Investing in Railroads over the long haul...

Railroads seem to do quite well in 10 year cycles…I own CSX and CP which are doing well.

Were will I be in 10 years

Can’t answer that, but here’s how the RR stocks have fared since Aug 1996:
1996 Now %Gain
UP 47 81 74
CN 31 43 37 Note since 1/1/2000
BNSF 26 66 152
NW 27 42 55
CSX 24 30 23

S&P 500 65 130 100

Prices adjusted for splits.

If you had bought one share of each of the 4 U.S. railroads, your investment would be up 76%. This would be equivalent to having it in a savings account paying a 5.6% compounded interest rate. In that same time, the S&P 500 has doubled in value, equivalent to a savings account at 7%. Of course, the tax treatment is better for stocks. The S&P 500 consists of 500 companies and is well diversified.

Yes but does that include dividends and the fact that instrest rates have been at more like 2% in the past 8 years. My real reason for owning CSX and CP is that I am a Passenger on there railroad systems and by attending shareholder meetings I hope to have some influance .
There are like 400,000 train buffs in this country…If we put some of our portfo9lio into railroads perhaps the railroads would finally listen to us.

The prices are without re-investment of dividends. The latest cash dividend rates are

UP 1.42%
CN 1.39
BNSF 1.45
NS 1.60
CSX 1.27

S&P500 1.71%

I don’t have access to the historical dividend rates, but I’d guess they haven’t changed a lot. If the dividends had been re-invested, less income taxes, that would have increased the total return, obviously.

All the more power to you.

Here are some RR stock comments made earlier in the year by Jim Jubak:
Stock writeup

You will be ten years older.

No one knows how well rail stocks will perform

in the next decade.

Dave

Eastside:

CN has done a little better than that. Going back 10 years, the stock would have been at a split adjusted price of about $3. Today it is in the 40’s. It has split three times since then…99,04, and this year. CN has been quite a stock.

ed

That may be, but as I note I only had data going back to 2000. So I couldn’t check that and couldn’t include it in the average.

Kublics artical said the trade deficit means that railroads will carry less automobles…

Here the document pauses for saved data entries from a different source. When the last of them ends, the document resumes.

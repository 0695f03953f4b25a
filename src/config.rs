// ABOUTME: Version info and REPL banner/history constants

pub const VERSION: &str = env!("CARGO_PKG_VERSION");
pub const WELCOME_MESSAGE: &str = "rlox REPL";
pub const WELCOME_SUBTITLE: &str = "A tree-walking interpreter for a small scripting language";
pub const HISTORY_FILE: &str = ".rlox_history";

This is not true as railroads carry large amounts of imported cars from ports…

Portland OR and Brunswick GA have huge autoports

A couple of observations…

The New York Times did a fine article Sunday, August 27, on mergers. They said that corporations are busy merging. They also said that insider trading before a merger should be regulated somehow (their opinion). A study was done showing heavy fluctuation of stock prices while initial negotiations were conducted in private towards mergers. Given all the talk about railroads merging on these forums, that would be an indicator to me about how stocks would go. Railroads have a bad track record with mega mergers, so if they were to do it, I would hope they would plan a lot better for the merger before they throw the switch.

The number of consumers in the US is not going down any. Bulk transportation will not go overseas like a lot of industry has. Railroads may change emphasis on what they carry and in what quantity, but they are still going to be busy. I don’t see a lot of change in the next ten years. If I were to invest, I would invest in a railroad that is working to expand their capacity now. That shows planning ahead, not reaction to current events. To me, the stock price of a Class I railroad will at least remain stable, if not a good investment over the next ten years.

I’m no expert. I got my economics training in stocks and bonds from my father, who did a school project on the stock market. He decided to invest in the Pennsylvania Railroad. It was stable, big, and he was familiar with it. Imagine his shock and surprise when stock prices on the PRR crashed in October, 1929…

Erik

Railroads have what a lot of companies dont have these days, Real not Virtual Assets

Railroads have tracks,Locomotives buildings and land.

If amazon.com goes under what do they have? A couple of large warehouses???

When the Erie-Laccawana went under they were selling off assets and distrubiting the proceeds to bondholders and shareholders for the next 15 years before they finally hung up there hat. The Erie-Laccawanna had a office in the Terminal Tower till 1995…

I like railroads because they are asset based and they can use those assets to do some intreting things like leveraging and finacing…and real estate development.